Bejarano, sin embargo, introdujo un matiz crítico y advirtió que estas alianzas pueden ser frágiles. La falta de estructuras partidarias sólidas y de mecanismos formales de articulación política podría derivar en acuerdos coyunturales, sujetos a tensiones permanentes. “La construcción de alianzas podría resultar inestable sin cumplimiento pronto del envío de recursos”, señaló.
Balotajes
Otro elemento clave del nuevo escenario es la creciente relevancia de los balotajes, que reflejan tanto la fragmentación del voto como la búsqueda de legitimidad. Saavedra consideró que la segunda vuelta fortalece la legitimidad de las autoridades electas en un contexto de dispersión, mientras que Bejarano cuestiona su eficacia a largo plazo, al señalar que las alianzas que se construyen en ese proceso suelen ser temporales y poco estructuradas.
Este cambio implica una transición hacia formas de representación “más flexibles”, menos ideologizadas y más pragmáticas, donde las demandas inmediatas y las agendas locales adquieren mayor peso. En este marco, los liderazgos territoriales no solo administran sus regiones, sino que también pueden proyectarse como actores de alcance nacional, configurando nuevas formas de competencia política.
En ese sentido, las gobernaciones y alcaldías se convierten en plataformas de proyección política. Ferreira recuerda que el propio presidente Rodrigo Paz emergió de un liderazgo local, y no descartó que figuras regionales actuales puedan seguir un camino similar. Esta posibilidad refuerza la idea de un sistema político en reconfiguración, donde el poder se construye “desde abajo hacia arriba”.
Análisis
En conjunto, los tres analistas coincidieron en que Bolivia atraviesa un momento de transición marcado por la fragmentación, la emergencia de nuevos liderazgos y la redefinición de las reglas del juego político.

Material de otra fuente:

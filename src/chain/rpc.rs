//! Polygon JSON-RPC client with endpoint rotation
//!
//! Public RPC providers fail often and rate-limit aggressively. Every call
//! walks a small pool of endpoints: attempt `i` goes to
//! `endpoints[(cursor + i) % len]`, and each failure advances the shared
//! cursor so later calls start from the next provider. After `max_retries`
//! failed attempts the call yields `None`.

use async_trait::async_trait;
use chrono::{DateTime, Utc};
use reqwest::Client;
use serde::Deserialize;
use serde_json::{json, Value};
use std::sync::Mutex;
use std::time::Duration;
use tracing::{debug, warn};

use crate::config::RpcConfig;
use crate::error::{Error, Result};

/// A log entry returned by `eth_getLogs`
#[derive(Debug, Clone, Deserialize)]
#[serde(rename_all = "camelCase")]
pub struct Log {
    pub address: String,
    #[serde(default)]
    pub topics: Vec<String>,
    #[serde(default)]
    pub data: String,
    pub block_number: Option<String>,
    pub transaction_hash: Option<String>,
}

impl Log {
    /// Block number decoded from hex
    pub fn block(&self) -> Option<u64> {
        self.block_number.as_deref().and_then(parse_hex_u64)
    }
}

/// Filter for `eth_getLogs`
#[derive(Debug, Clone)]
pub struct LogQuery {
    /// Emitting contract
    pub address: String,
    /// Topic filters by position; `None` matches anything
    pub topics: Vec<Option<String>>,
    pub from_block: u64,
    /// `None` means "latest"
    pub to_block: Option<u64>,
}

impl LogQuery {
    fn to_params(&self) -> Value {
        let to_block = match self.to_block {
            Some(block) => Value::String(to_hex(block)),
            None => Value::String("latest".to_string()),
        };
        json!([{
            "address": self.address,
            "topics": self.topics,
            "fromBlock": to_hex(self.from_block),
            "toBlock": to_block,
        }])
    }
}

/// Minimal on-chain log index used by the funding and fill lookups
#[async_trait]
pub trait LogIndex: Send + Sync {
    /// Current chain head
    async fn latest_block(&self) -> Option<u64>;

    /// Logs matching the query, `None` if the index could not be reached
    async fn logs(&self, query: &LogQuery) -> Option<Vec<Log>>;

    /// Block timestamp, `None` if unavailable
    async fn block_time(&self, block: u64) -> Option<DateTime<Utc>>;
}

#[derive(Debug, Deserialize)]
struct RpcResponse {
    result: Option<Value>,
    error: Option<RpcErrorBody>,
}

#[derive(Debug, Deserialize)]
struct RpcErrorBody {
    #[serde(default)]
    code: i64,
    message: String,
}

/// JSON-RPC client over a rotating endpoint pool
pub struct RpcPool {
    client: Client,
    endpoints: Vec<String>,
    /// Index of the endpoint the next call starts from
    cursor: Mutex<usize>,
    max_retries: u32,
}

impl RpcPool {
    /// Create a pool from RPC configuration
    pub fn new(config: &RpcConfig) -> Result<Self> {
        if config.endpoints.is_empty() {
            return Err(Error::Config("RPC endpoint pool is empty".to_string()));
        }
        let client = Client::builder()
            .timeout(Duration::from_millis(config.timeout_ms))
            .build()
            .map_err(|e| Error::Config(format!("Failed to create HTTP client: {}", e)))?;

        Ok(Self {
            client,
            endpoints: config.endpoints.clone(),
            cursor: Mutex::new(0),
            max_retries: config.max_retries.max(1),
        })
    }

    /// Endpoint for the given attempt of the current call
    fn endpoint_for_attempt(&self, start: usize, attempt: usize) -> &str {
        &self.endpoints[(start + attempt) % self.endpoints.len()]
    }

    fn current_cursor(&self) -> usize {
        self.cursor.lock().map(|c| *c).unwrap_or(0)
    }

    /// Move the shared cursor to the next endpoint
    fn rotate(&self) {
        if let Ok(mut cursor) = self.cursor.lock() {
            *cursor = (*cursor + 1) % self.endpoints.len();
        }
    }

    /// Issue a JSON-RPC call, rotating through endpoints on failure.
    ///
    /// Returns `None` once every attempt has failed.
    pub async fn call(&self, method: &str, params: Value) -> Option<Value> {
        let start = self.current_cursor();

        for attempt in 0..self.max_retries as usize {
            let endpoint = self.endpoint_for_attempt(start, attempt);
            match self.call_endpoint(endpoint, method, &params).await {
                Ok(Some(result)) => return Some(result),
                // Neither result nor error: try the next endpoint as-is
                Ok(None) => debug!(endpoint, method, "Empty RPC response"),
                Err(e) => {
                    warn!(endpoint, method, error = %e, "RPC call failed");
                    self.rotate();
                }
            }
        }

        warn!(method, attempts = self.max_retries, "{}", Error::RpcExhausted {
            method: method.to_string()
        });
        None
    }

    /// Single call against one endpoint
    async fn call_endpoint(
        &self,
        endpoint: &str,
        method: &str,
        params: &Value,
    ) -> Result<Option<Value>> {
        let request = json!({
            "jsonrpc": "2.0",
            "id": 1,
            "method": method,
            "params": params,
        });

        let response = self
            .client
            .post(endpoint)
            .json(&request)
            .send()
            .await
            .map_err(|e| Error::Rpc(format!("request failed: {}", e)))?;

        if !response.status().is_success() {
            return Err(Error::Rpc(format!("HTTP {}", response.status())));
        }

        let body: RpcResponse = response
            .json()
            .await
            .map_err(|e| Error::Rpc(format!("invalid JSON-RPC payload: {}", e)))?;

        if let Some(result) = body.result {
            return Ok(Some(result));
        }
        if let Some(error) = body.error {
            return Err(Error::Rpc(format!("{} (code {})", error.message, error.code)));
        }
        Ok(None)
    }
}

#[async_trait]
impl LogIndex for RpcPool {
    async fn latest_block(&self) -> Option<u64> {
        let result = self.call("eth_blockNumber", json!([])).await?;
        result.as_str().and_then(parse_hex_u64)
    }

    async fn logs(&self, query: &LogQuery) -> Option<Vec<Log>> {
        let result = self.call("eth_getLogs", query.to_params()).await?;
        match serde_json::from_value(result) {
            Ok(logs) => Some(logs),
            Err(e) => {
                warn!(error = %e, "Failed to decode eth_getLogs result");
                None
            }
        }
    }

    async fn block_time(&self, block: u64) -> Option<DateTime<Utc>> {
        let result = self
            .call("eth_getBlockByNumber", json!([to_hex(block), false]))
            .await?;
        let seconds = result.get("timestamp")?.as_str().and_then(parse_hex_u64)?;
        DateTime::from_timestamp(seconds as i64, 0)
    }
}

/// Encode a quantity as 0x-prefixed hex
pub fn to_hex(value: u64) -> String {
    format!("0x{:x}", value)
}

/// Decode a 0x-prefixed hex quantity
pub fn parse_hex_u64(raw: &str) -> Option<u64> {
    let digits = raw.strip_prefix("0x").unwrap_or(raw);
    if digits.is_empty() {
        return None;
    }
    u64::from_str_radix(digits, 16).ok()
}

/// Decode a 32-byte hex word as an unsigned integer.
///
/// Values wider than 128 bits are rejected.
pub fn parse_hex_u128(raw: &str) -> Option<u128> {
    let digits = raw.strip_prefix("0x").unwrap_or(raw);
    let significant = digits.trim_start_matches('0');
    if significant.is_empty() {
        return if digits.is_empty() { None } else { Some(0) };
    }
    if significant.len() > 32 {
        return None;
    }
    u128::from_str_radix(significant, 16).ok()
}

/// Left-pad an address into a 32-byte topic
pub fn address_to_topic(address: &str) -> String {
    let body = address.strip_prefix("0x").unwrap_or(address).to_lowercase();
    format!("0x{:0>64}", body)
}

/// Take the low 20 bytes of a topic as an address.
///
/// Topics that are not plain hex are rejected.
pub fn topic_to_address(topic: &str) -> Option<String> {
    let body = topic.strip_prefix("0x").unwrap_or(topic);
    if body.len() < 40 || !body.bytes().all(|b| b.is_ascii_hexdigit()) {
        return None;
    }
    Some(format!("0x{}", body[body.len() - 40..].to_ascii_lowercase()))
}

#[cfg(test)]
mod tests {
    use super::*;

    fn pool(endpoints: &[&str], max_retries: u32) -> RpcPool {
        RpcPool::new(&RpcConfig {
            endpoints: endpoints.iter().map(|e| e.to_string()).collect(),
            timeout_ms: 500,
            max_retries,
        })
        .unwrap()
    }

    #[test]
    fn test_hex_helpers() {
        assert_eq!(to_hex(255), "0xff");
        assert_eq!(parse_hex_u64("0xff"), Some(255));
        assert_eq!(parse_hex_u64("0x"), None);
        assert_eq!(
            parse_hex_u128("0x0000000000000000000000000000000000000000000000000000000005f5e100"),
            Some(100_000_000)
        );
        assert_eq!(parse_hex_u128("0x0000"), Some(0));
        // 33 significant hex digits overflows u128
        assert_eq!(parse_hex_u128(&format!("0x1{}", "0".repeat(32))), None);
    }

    #[test]
    fn test_topic_address_roundtrip() {
        let address = "0xAbCdEf0123456789abcdef0123456789ABCDEF01";
        let topic = address_to_topic(address);
        assert_eq!(topic.len(), 66);
        assert!(topic.starts_with("0x000000000000000000000000abcdef"));
        assert_eq!(
            topic_to_address(&topic).as_deref(),
            Some("0xabcdef0123456789abcdef0123456789abcdef01")
        );
        assert_eq!(topic_to_address("0x1234"), None);
    }

    #[test]
    fn test_topic_with_non_hex_bytes_is_rejected() {
        // Multibyte character straddling the 20-byte boundary
        let topic = format!("0x{}é{}", "0".repeat(24), "a".repeat(39));
        assert_eq!(topic_to_address(&topic), None);
        assert_eq!(topic_to_address(&format!("0x{}", "zz".repeat(32))), None);
    }

    #[test]
    fn test_log_query_params() {
        let query = LogQuery {
            address: "0xtoken".to_string(),
            topics: vec![Some("0xtopic".to_string()), None],
            from_block: 16,
            to_block: None,
        };
        let params = query.to_params();
        assert_eq!(params[0]["fromBlock"], "0x10");
        assert_eq!(params[0]["toBlock"], "latest");
        assert_eq!(params[0]["topics"][1], Value::Null);
    }

    #[test]
    fn test_endpoint_rotation() {
        let pool = pool(&["http://a", "http://b", "http://c"], 2);
        assert_eq!(pool.endpoint_for_attempt(pool.current_cursor(), 0), "http://a");
        assert_eq!(pool.endpoint_for_attempt(pool.current_cursor(), 1), "http://b");

        pool.rotate();
        pool.rotate();
        assert_eq!(pool.current_cursor(), 2);
        assert_eq!(pool.endpoint_for_attempt(pool.current_cursor(), 1), "http://a");

        pool.rotate();
        assert_eq!(pool.current_cursor(), 0);
    }

    #[test]
    fn test_empty_pool_rejected() {
        let result = RpcPool::new(&RpcConfig {
            endpoints: vec![],
            timeout_ms: 500,
            max_retries: 2,
        });
        assert!(matches!(result, Err(Error::Config(_))));
    }

    #[tokio::test]
    async fn test_call_exhausts_and_rotates() {
        // Nothing listens on port 1, so every attempt fails fast
        let pool = pool(&["http://127.0.0.1:1", "http://127.0.0.1:1/alt"], 2);
        let result = pool.call("eth_blockNumber", json!([])).await;
        assert!(result.is_none());
        // Two failures advanced the cursor twice around a pool of two
        assert_eq!(pool.current_cursor(), 0);
        assert!(pool.latest_block().await.is_none());
    }
}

La caída de la hegemonía no fue reemplazada por un nuevo orden, sino por un escenario abierto, dinámico y, en muchos sentidos, incierto.
Este nuevo equilibrio, descrito por Saavedra como “multicolor”, plantea desafíos importantes para la gobernabilidad, pero también abre oportunidades para la construcción de acuerdos más amplios y representativos. En un contexto donde ningún actor tiene el control absoluto, la política se redefine como un espacio de negociación permanente, en el que la capacidad de articular consensos será determinante para la estabilidad y el futuro del país.
En este contexto, el desafío no pasa únicamente por administrar la fragmentación. Pasa por dotarla de sentido político en un escenario donde las certezas han quedado atrás. La ausencia de hegemonías obliga a repensar las formas de representación. Pero también a construir mecanismos de articulación más sólidos que eviten que la dispersión derive en parálisis.